Background
Dataset
Arts and Cultural Production Satellite Account (ACPSA)
Periodicity
Launched in 2013, the ACPSA is revised annually
Source/Sponsor
Partnership between the National Endowment for the Arts’ Office of Research & Analysis and the U.S. Bureau of Economic Analysis
Research Topic
The Arts Economy
Notable Features
Inflation-adjusted estimates of the arts and culture’s real contribution to the U.S. economy
Value added
Gross output
Full time-series spanning 1998-2017
Employment and compensation by arts and cultural industries
Supply and consumption of arts and cultural goods and services, including imports and exports
Gross output price indexes for arts and cultural commodities
Arts and cultural commodity output and employment multipliers
Comprehensive Updates
This wave of the ACPSA reflects comprehensive revisions or “benchmark” updates to the Bureau of Economic Analysis’ national income and product accounts. Consequently, revisions were made to the full time-series of the ACPSA dataset, beginning in 1998 and ending in 2017.
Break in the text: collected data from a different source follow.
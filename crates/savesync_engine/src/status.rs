//! Status and statistics reported by the engine.

use savesync_protocol::SaveBatch;
use tokio::time::Instant;

/// Where a batch currently is.
#[derive(Debug, Clone, Copy, PartialEq, Eq)]
pub enum SaveStatus {
    /// Still accumulating instructions.
    Open,
    /// Sealed and waiting behind the player's in-flight batch.
    Queued,
    /// Registered for delivery; an attempt is outstanding or about to start.
    InFlight,
    /// The last attempt failed and a retry is scheduled.
    AwaitingRetry {
        /// Failed attempts so far.
        retry_count: u32,
        /// When the next attempt is due.
        next_retry_at: Option<Instant>,
    },
    /// Retries exhausted; kept until dismissed.
    Escalated {
        /// Failed attempts in total.
        retry_count: u32,
    },
    /// Confirmed, dismissed or never seen.
    NotFound,
}

impl SaveStatus {
    /// Returns true for saves that are not yet confirmed.
    pub fn is_pending(&self) -> bool {
        !matches!(self, SaveStatus::NotFound)
    }
}

/// A save the server never confirmed.
#[derive(Debug, Clone, PartialEq, Eq)]
pub struct UnconfirmedSave {
    /// The escalated batch.
    pub batch: SaveBatch,
    /// Failed attempts in total.
    pub retry_count: u32,
}

/// Engine statistics.
#[derive(Debug, Clone, Default)]
pub struct EngineStats {
    /// Batches sealed from open batches.
    pub batches_sealed: u64,
    /// Pairs of batches merged into one.
    pub batches_merged: u64,
    /// Conflicting pairs kept apart.
    pub unmerged_conflicts: u64,
    /// Submission attempts.
    pub submissions: u64,
    /// Batches confirmed by a matching receipt.
    pub confirmations: u64,
    /// Receipts with a wrong hash.
    pub hash_mismatches: u64,
    /// Attempts with no receipt before the deadline.
    pub timeouts: u64,
    /// Attempts that failed in the transport.
    pub transport_failures: u64,
    /// Batches escalated after exhausting retries.
    pub escalations: u64,
    /// Last error message.
    pub last_error: Option<String>,
}

/// What one driver tick did.
#[derive(Debug, Clone, Copy, Default, PartialEq, Eq)]
pub struct TickReport {
    /// Attempts that passed their receipt deadline.
    pub timed_out: usize,
    /// Open batches sealed by the coalescing timer.
    pub sealed: usize,
    /// Submission attempts made.
    pub attempts: usize,
}
//! Conflicts between pending save batches.

use crate::batch::SaveBatch;
use crate::ids::PlayerId;
use std::collections::BTreeSet;

/// A collision between two pending batches of the same player whose
/// instruction key sets intersect.
///
/// The pair is stored in recency order, so the conflict built from
/// `(a, b)` equals the one built from `(b, a)`.
#[derive(Debug, Clone, PartialEq, Eq)]
pub struct BatchConflict {
    earlier: SaveBatch,
    later: SaveBatch,
    overlapping_keys: BTreeSet<String>,
}

impl BatchConflict {
    /// Creates a conflict, ordering the batches by recency.
    #[must_use]
    pub fn new(a: SaveBatch, b: SaveBatch, overlapping_keys: BTreeSet<String>) -> Self {
        let (earlier, later) = if a.recency_cmp(&b).is_gt() {
            (b, a)
        } else {
            (a, b)
        };
        Self {
            earlier,
            later,
            overlapping_keys,
        }
    }

    /// The older batch.
    #[must_use]
    pub fn earlier(&self) -> &SaveBatch {
        &self.earlier
    }

    /// The newer batch; its values win on overlapping keys.
    #[must_use]
    pub fn later(&self) -> &SaveBatch {
        &self.later
    }

    /// Field paths set by both batches.
    #[must_use]
    pub fn overlapping_keys(&self) -> &BTreeSet<String> {
        &self.overlapping_keys
    }

    /// The player both batches belong to.
    #[must_use]
    pub fn player_id(&self) -> &PlayerId {
        self.earlier.player_id()
    }

    /// Returns the batches as `(earlier, later)`.
    #[must_use]
    pub fn into_parts(self) -> (SaveBatch, SaveBatch) {
        (self.earlier, self.later)
    }
}
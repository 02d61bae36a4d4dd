//! Benchmark utilities.

use rand::Rng;
use savesync_protocol::{
    BatchKind, BatchTimestamp, InstructionValue, Instructions, PlayerId, SaveBatch, SessionBatchId,
};

/// Generate `count` integer instructions with keys `key_0..key_{count-1}`.
pub fn integer_instructions(count: usize) -> Instructions {
    let mut rng = rand::thread_rng();
    (0..count)
        .map(|i| (format!("key_{}", i), rng.gen::<i64>()))
        .collect()
}

/// Generate `count` instructions mixing text, bytes and nested maps.
pub fn mixed_instructions(count: usize) -> Instructions {
    let mut rng = rand::thread_rng();
    (0..count)
        .map(|i| {
            let value = match i % 3 {
                0 => InstructionValue::Text(format!("value_{}", rng.gen::<u32>())),
                1 => InstructionValue::Bytes((0..32).map(|_| rng.gen()).collect()),
                _ => InstructionValue::Map(
                    (0..4)
                        .map(|j| (format!("field_{}", j), InstructionValue::Integer(rng.gen())))
                        .collect(),
                ),
            };
            (format!("path.{}.entry", i), value)
        })
        .collect()
}

/// Create a batch for player `P1` at logical time `seq`.
pub fn batch(kind: BatchKind, seq: u64, instructions: Instructions) -> SaveBatch {
    SaveBatch::create(
        kind,
        PlayerId::new("P1"),
        SessionBatchId::new_random(),
        BatchTimestamp::new(seq, seq),
        instructions,
    )
}

/// Create two batches of `size` instructions that share `overlap` keys.
pub fn overlapping_pair(size: usize, overlap: usize) -> (SaveBatch, SaveBatch) {
    let older = batch(BatchKind::Slim, 1, integer_instructions(size));
    let offset = size.saturating_sub(overlap);
    let mut rng = rand::thread_rng();
    let newer_instructions: Instructions = (offset..offset + size)
        .map(|i| (format!("key_{}", i), rng.gen::<i64>()))
        .collect();
    let newer = batch(BatchKind::Heavy, 2, newer_instructions);
    (older, newer)
}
The comprehensive revisions show that the arts economy was larger than previously thought. Following the benchmark update, arts and cultural “value added” in 2016 was $839.6 billion—an amount $35.4 billion greater than the pre-revision 2016 estimate of $804.2 billion.
The industry gaining the greatest amount vis-a-vis the comprehensive revision was “web publishing and streaming” (an industry labeled in the BEA accounts as “other information services” and which also includes private libraries and archives). Following the comprehensive revision, value added by this industry to GDP gained $60 billion.
Alternatively, value added in 2016 by motion picture and video industries was revised downward by nearly $31 billion.
Overview
In 2017, the production of arts and cultural goods and services in the United States contributed $877.8 billion, or 4.5 percent, directly to the nation’s GDP. Also in 2017—the most recent year for which data are available—over 5 million wage-and-salary workers were employed to produce arts and cultural goods and services. Those workers were compensated $387 billion in 2017.